Start of Extracted material

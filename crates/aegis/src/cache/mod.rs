//! In-memory database key cache.
//!
//! # Module invariants
//!
//! - **Single writer.** Only the service coordinator mutates the cache; the
//!   freshness index is the one projection shared with reader threads.
//! - **No crypto dependencies.** This module must not import anything from
//!   `crate::crypto` or `crate::keymgr`.

pub mod store;

pub use store::{FreshnessIndex, KeyCache, Lookup, LAST_ACCESSED_INACTIVITY_SEC};
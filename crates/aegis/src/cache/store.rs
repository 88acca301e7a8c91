//! Dual-index key cache with a concurrently readable freshness projection.
//!
//! [`KeyCache`] is a passive structure owned by the service coordinator, the
//! sole writer. Three indexes cover the same entries and must stay in
//! lockstep:
//!
//! - by-uuid: `HashMap<Uuid, CacheEntry>`, the primary identity index;
//! - by-counter: `BTreeMap<u64, Uuid>`, recency order — the smallest counter
//!   is the least recently inserted-or-bumped entry and the LRU victim;
//! - freshness: a shared [`DashMap`] of `expires_at` seconds, readable from
//!   any caller thread without coordinating with the writer.
//!
//! Recency uses the synthetic counter rather than `last_accessed`: wall-clock
//! seconds collide, counters are unique, so the eviction victim is
//! deterministic. Every mutator takes the current unix time (and the counter
//! to assign) as arguments; the cache itself never reads the clock.

use std::collections::{BTreeMap, HashMap};
use std::sync::Arc;

use aegis_common::{DbKey, Error};
use dashmap::DashMap;
use uuid::Uuid;

/// Inactivity threshold after which a lookup schedules a recency bump.
///
/// Hot entries get at most one bump per this many seconds, keeping
/// by-counter writes bounded regardless of lookup volume.
pub const LAST_ACCESSED_INACTIVITY_SEC: u64 = 10;

/// Lock-free projection of entry expiry times, keyed by database uuid.
///
/// This is the only cache state read outside the coordinator. The answer is
/// advisory: a reader may observe `true` for an entry a concurrent sweep
/// just deleted, and must treat the subsequent lookup miss as a stale entry.
#[derive(Clone, Debug, Default)]
pub struct FreshnessIndex {
    inner: Arc<DashMap<Uuid, u64>>,
}

impl FreshnessIndex {
    /// Create a new, empty index.
    pub fn new() -> Self {
        Self::default()
    }

    /// Returns `true` iff an expiry is recorded for `uuid` and it has not
    /// passed at `now` (unix seconds).
    pub fn is_fresh(&self, uuid: &Uuid, now: u64) -> bool {
        self.inner.get(uuid).is_some_and(|e| *e >= now)
    }

    /// Number of entries currently recorded.
    pub fn len(&self) -> usize {
        self.inner.len()
    }

    /// Returns `true` if no entries are recorded.
    pub fn is_empty(&self) -> bool {
        self.inner.is_empty()
    }

    fn set(&self, uuid: Uuid, expires_at: u64) {
        self.inner.insert(uuid, expires_at);
    }

    fn remove(&self, uuid: &Uuid) -> bool {
        self.inner.remove(uuid).is_some()
    }
}

/// A cached database key with its recency and expiry metadata.
#[derive(Debug)]
struct CacheEntry {
    db_key: DbKey,
    /// Recency sequence number; unique across live entries.
    counter: u64,
    /// Unix seconds at the last observed access.
    last_accessed: u64,
    /// Unix seconds at which this entry becomes stale. Fixed at insert.
    expires_at: u64,
}

/// Result of a cache lookup.
#[derive(Debug)]
pub struct Lookup {
    /// The cached database key.
    pub db_key: DbKey,
    /// `true` when the entry has been inactive past
    /// [`LAST_ACCESSED_INACTIVITY_SEC`] and a recency bump should be
    /// scheduled.
    pub needs_bump: bool,
}

/// The coordinator-owned key cache.
#[derive(Debug)]
pub struct KeyCache {
    by_uuid: HashMap<Uuid, CacheEntry>,
    by_counter: BTreeMap<u64, Uuid>,
    freshness: FreshnessIndex,
}

impl KeyCache {
    /// Create an empty cache publishing expiry times into `freshness`.
    pub fn new(freshness: FreshnessIndex) -> Self {
        Self {
            by_uuid: HashMap::new(),
            by_counter: BTreeMap::new(),
            freshness,
        }
    }

    /// Number of cached entries.
    pub fn len(&self) -> usize {
        self.by_uuid.len()
    }

    /// Returns `true` if the cache holds no entries.
    pub fn is_empty(&self) -> bool {
        self.by_uuid.is_empty()
    }

    /// Insert a key for `uuid`, replacing any prior entry, then evict the
    /// LRU entry if the cache has grown past `cache_limit`.
    ///
    /// The new entry gets `counter`, `last_accessed = now`, and
    /// `expires_at = now + max_age_sec`.
    ///
    /// # Errors
    ///
    /// Returns [`Error::Internal`] on counter reuse or index divergence;
    /// either indicates a coordinator bug and the cache must be discarded.
    pub fn insert(
        &mut self,
        uuid: Uuid,
        db_key: DbKey,
        counter: u64,
        now: u64,
        max_age_sec: u64,
        cache_limit: usize,
    ) -> Result<(), Error> {
        if self.by_uuid.contains_key(&uuid) {
            self.delete(&uuid)?;
        }

        if let Some(holder) = self.by_counter.insert(counter, uuid) {
            return Err(Error::Internal(format!(
                "counter {counter} already assigned to {holder}"
            )));
        }
        let expires_at = now + max_age_sec;
        self.by_uuid.insert(
            uuid,
            CacheEntry {
                db_key,
                counter,
                last_accessed: now,
                expires_at,
            },
        );
        self.freshness.set(uuid, expires_at);

        // The insert crossed the bound by at most one entry.
        if self.by_uuid.len() > cache_limit {
            self.evict_lru()?;
        }
        Ok(())
    }

    /// Read the key for `uuid`, reporting whether a recency bump is due.
    pub fn lookup(&self, uuid: &Uuid, now: u64) -> Option<Lookup> {
        self.by_uuid.get(uuid).map(|entry| Lookup {
            db_key: entry.db_key.clone(),
            needs_bump: now.saturating_sub(entry.last_accessed) > LAST_ACCESSED_INACTIVITY_SEC,
        })
    }

    /// Move `uuid` to the most-recent position, assigning it `counter` and
    /// `last_accessed = now`. The expiry is unchanged.
    ///
    /// A bump for an absent uuid is a no-op: bumps are best-effort and may
    /// lose the race against eviction or re-insert.
    ///
    /// # Errors
    ///
    /// Returns [`Error::Internal`] if the entry's recency row is missing or
    /// `counter` is already taken.
    pub fn bump(&mut self, uuid: &Uuid, counter: u64, now: u64) -> Result<(), Error> {
        let Some(entry) = self.by_uuid.get_mut(uuid) else {
            return Ok(());
        };
        if self.by_counter.remove(&entry.counter).is_none() {
            return Err(Error::Internal(format!(
                "recency row missing for {uuid} at counter {}",
                entry.counter
            )));
        }
        if let Some(holder) = self.by_counter.insert(counter, *uuid) {
            return Err(Error::Internal(format!(
                "counter {counter} already assigned to {holder}"
            )));
        }
        entry.counter = counter;
        entry.last_accessed = now;
        Ok(())
    }

    /// Delete every entry whose expiry has passed at `now`, returning how
    /// many were removed.
    ///
    /// # Errors
    ///
    /// Returns [`Error::Internal`] if the three indexes do not account for
    /// the same deletions — a prior invariant break, never repaired here.
    pub fn sweep_expired(&mut self, now: u64) -> Result<usize, Error> {
        let expired: Vec<Uuid> = self
            .by_uuid
            .iter()
            .filter(|(_, e)| e.expires_at <= now)
            .map(|(uuid, _)| *uuid)
            .collect();
        for uuid in &expired {
            self.delete(uuid)?;
        }
        Ok(expired.len())
    }

    /// Remove `uuid` from all three indexes.
    fn delete(&mut self, uuid: &Uuid) -> Result<(), Error> {
        let Some(entry) = self.by_uuid.remove(uuid) else {
            return Err(Error::Internal(format!("{uuid} missing from by-uuid")));
        };
        let recency = self.by_counter.remove(&entry.counter).is_some();
        let fresh = self.freshness.remove(uuid);
        if !recency || !fresh {
            return Err(Error::Internal(format!(
                "index divergence deleting {uuid}: by-counter={recency} freshness={fresh}"
            )));
        }
        Ok(())
    }

    /// Evict the entry with the smallest counter.
    fn evict_lru(&mut self) -> Result<(), Error> {
        let Some(victim) = self.by_counter.first_key_value().map(|(_, u)| *u) else {
            return Err(Error::Internal("eviction requested on empty recency index".into()));
        };
        self.delete(&victim)
    }
}
//! Common error types shared across crates.

use thiserror::Error;

/// Top-level key service error type.
///
/// Variants map to the stable codes returned by [`Error::code`]:
/// - [`Error::KeyManagerUnavailable`] → `key_manager_unavailable`
/// - [`Error::NotCiphertext`] → `not_ciphertext`
/// - [`Error::DecryptionFailed`] → `decryption_failed`
/// - [`Error::Internal`] → `internal_error`
#[derive(Debug, Error)]
pub enum Error {
    /// The external key manager failed to produce a database key.
    #[error("key manager unavailable: {0}")]
    KeyManagerUnavailable(String),

    /// The supplied buffer is not a ciphertext envelope — too short, or an
    /// unsupported version byte.
    #[error("not ciphertext")]
    NotCiphertext,

    /// Key unwrap or payload authentication failed.
    ///
    /// Carries no detail: callers must not be able to tell a wrap integrity
    /// failure from an AEAD tag mismatch.
    #[error("decryption failed")]
    DecryptionFailed,

    /// An internal invariant was violated (index divergence, counter reuse).
    /// The coordinator treats this as fatal.
    #[error("internal error: {0}")]
    Internal(String),
}

impl Error {
    /// Returns the stable machine-readable code for this error.
    pub fn code(&self) -> &'static str {
        match self {
            Error::KeyManagerUnavailable(_) => "key_manager_unavailable",
            Error::NotCiphertext => "not_ciphertext",
            Error::DecryptionFailed => "decryption_failed",
            Error::Internal(_) => "internal_error",
        }
    }
}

End of Extracted material

Task requirements → Taking the line with "self.by_counter.first_key_value().map(|(_, u)| *u)" as the first and the line with "Variants map to" as the last, retype that stretch of the data above exactly, with no other lines.

Final answer →
        let Some(victim) = self.by_counter.first_key_value().map(|(_, u)| *u) else {
            return Err(Error::Internal("eviction requested on empty recency index".into()));
        };
        self.delete(&victim)
    }
}
//! Common error types shared across crates.

use thiserror::Error;

/// Top-level key service error type.
///
/// Variants map to the stable codes returned by [`Error::code`]:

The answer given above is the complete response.